Senegal’s President Macky Sall fired his health minister on Thursday as his country mourned the death of 11 newborn babies in a hospital fire blamed on an electrical short circuit. The tragedy follows several other public health incidents in the country, which suffers from a great disparity between urban and rural areas in healthcare services.
The blaze late last Wednesday at Mame Abdou Aziz Sy Dabakh Hospital in the city of Tivaouane was the latest in a series of hospital deaths that have exposed the weaknesses of the nation’s healthcare system, reports AFP.

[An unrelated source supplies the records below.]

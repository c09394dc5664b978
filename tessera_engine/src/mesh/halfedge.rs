// Copyright (C) 2023 setzer22 and contributors
//
// This Source Code Form is subject to the terms of the Mozilla Public
// License, v. 2.0. If a copy of the MPL was not distributed with this
// file, You can obtain one at https://mozilla.org/MPL/2.0/.

use crate::prelude::*;

use glam::Vec3;
use slotmap::{SecondaryMap, SlotMap};
use smallvec::SmallVec;

/// Implements indexing traits so the mesh data structure can be used to access
/// vertex, edge, face or halfedge information using ids as indices.
pub mod mesh_index_impls;

/// Type-safe wrappers over the internal allocator indices used as pointers
pub mod id_types;
pub use id_types::*;

/// An API to represent type-safe and error-handled graph traversals over a mesh
pub mod traversals;
pub use traversals::*;

/// Edge and vertex classification from incident-face and skeleton-edge counts
pub mod classify;

/// The skeleton: segments of boundary / feature / non-manifold edges
pub mod skeleton;
pub use skeleton::{Skeleton, SkeletonProjection, SkeletonSegment};

/// Local topological operators: split, collapse, flip, tangential smoothing
pub mod edit_ops;

/// Structural invariant checks over the connectivity store
pub mod validation;
pub use validation::{validate_topology, TopologyIssue, ValidationReport};

/// Import / export of vertex-buffer + index-buffer geometry, including the
/// classification, quality and skeleton visualization variants
pub mod buffers;
pub use buffers::*;

/// HalfEdge meshes are a type of linked list. This means it is sometimes
/// impossible to ensure some algorithms will terminate when the mesh is
/// malformed. To ensure the code never goes into an infinite loop, this max
/// number of iterations will be performed before giving an error.
pub const MAX_LOOP_ITERATIONS: usize = 8196;

/// Classification of an undirected edge by its incident-face count. `Feature`
/// marks user-flagged edges among the two-face ones and dominates `Manifold`.
#[derive(Debug, Clone, Copy, PartialEq, Eq, Hash)]
pub enum EdgeKind {
    /// Exactly two incident faces
    Manifold,
    /// More than two incident faces
    NonManifold,
    /// Two incident faces, marked by the user as a feature to preserve
    Feature,
    /// Exactly one incident face
    Boundary,
}

impl EdgeKind {
    /// Skeleton edges are everything that constrains remeshing: boundary,
    /// feature and non-manifold edges.
    pub fn is_skeleton(self) -> bool {
        matches!(
            self,
            EdgeKind::Boundary | EdgeKind::Feature | EdgeKind::NonManifold
        )
    }
}

/// Classification of a vertex by the number of incident skeleton edges.
#[derive(Debug, Clone, Copy, PartialEq, Eq, Hash)]
pub enum VertexKind {
    /// No incident skeleton edge. Free to move on the surface.
    Manifold,
    /// Exactly two incident skeleton edges. May slide along its skeleton
    /// segment.
    OpenBook,
    /// One, or more than two, incident skeleton edges. Position-fixed.
    SkeletonBranching,
    /// Reserved for configurations the classifier cannot express.
    NonManifoldOther,
}

impl VertexKind {
    /// Vertices that must not be relocated by smoothing or collapse.
    pub fn is_position_fixed(self) -> bool {
        matches!(
            self,
            VertexKind::SkeletonBranching | VertexKind::NonManifoldOther
        )
    }

    /// Priority when choosing the surviving endpoint of a collapse.
    pub(crate) fn collapse_priority(self) -> u8 {
        match self {
            VertexKind::SkeletonBranching | VertexKind::NonManifoldOther => 2,
            VertexKind::OpenBook => 1,
            VertexKind::Manifold => 0,
        }
    }
}

/// A directed halfedge. The source vertex is implicit: it is the target of
/// `prev`.
#[derive(Debug, Default, Clone)]
pub struct HalfEdge {
    /// Target vertex
    vertex: Option<VertexId>,
    /// Parent undirected edge
    edge: Option<EdgeId>,
    /// The face this halfedge bounds. Only dangling mid-operation.
    face: Option<FaceId>,
    next: Option<HalfEdgeId>,
    prev: Option<HalfEdgeId>,
    /// The opposite-direction partner, when the direction bags pair up.
    /// Halfedges on boundary edges and the leftovers of non-manifold edges
    /// have none, and every traversal must tolerate that.
    twin: Option<HalfEdgeId>,
}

Mayor Demba Diop said the fire had been caused by a short circuit and spread very quickly, with the air-conditioner accelerating the flames. He insisted there was no negligence, denying allegations that the babies had been left alone, saying a midwife and nurse were present.
However, the tragedy sparked calls for the resignation of Health Minister Abdoudaye Diouf Sarr, who also blamed an electrical fault for the fire.
The maternity unit was equipped to take care of 13 babies. “At the time of the fire, there were 11, whom nurses were unable to save,” the minister said.
The fatal incident comes hard on the heels of another tragedy in the town of Linguere in April, when a fire broke out at a hospital and four newborn babies were killed.
That town’s mayor also cited an electrical malfunction in the maternity ward.
Wednesday’s accident came a month after the death of a pregnant woman, who had waited in vain for a Caesarean section. She had arrived at a hospital in the city of Louga in pain, where staff refused to accommodate her request for a C-section, saying it was not scheduled.
She died on 1 April, 20 hours after arrival. Her death caused a wave of outrage across the country over the dire state of the health system.
Sarr acknowledged two weeks later that the death could have been avoided.
Three midwives on duty the night the woman died were given a six-month suspended prison sentence by the High Court for “failure to assist a person in danger” in connection with her case.
Amnesty International has called for an inspection and upgrade of neonatal services across Senegal, and urged the government to set up an independent commission of inquiry to determine responsibility and punish the culprits.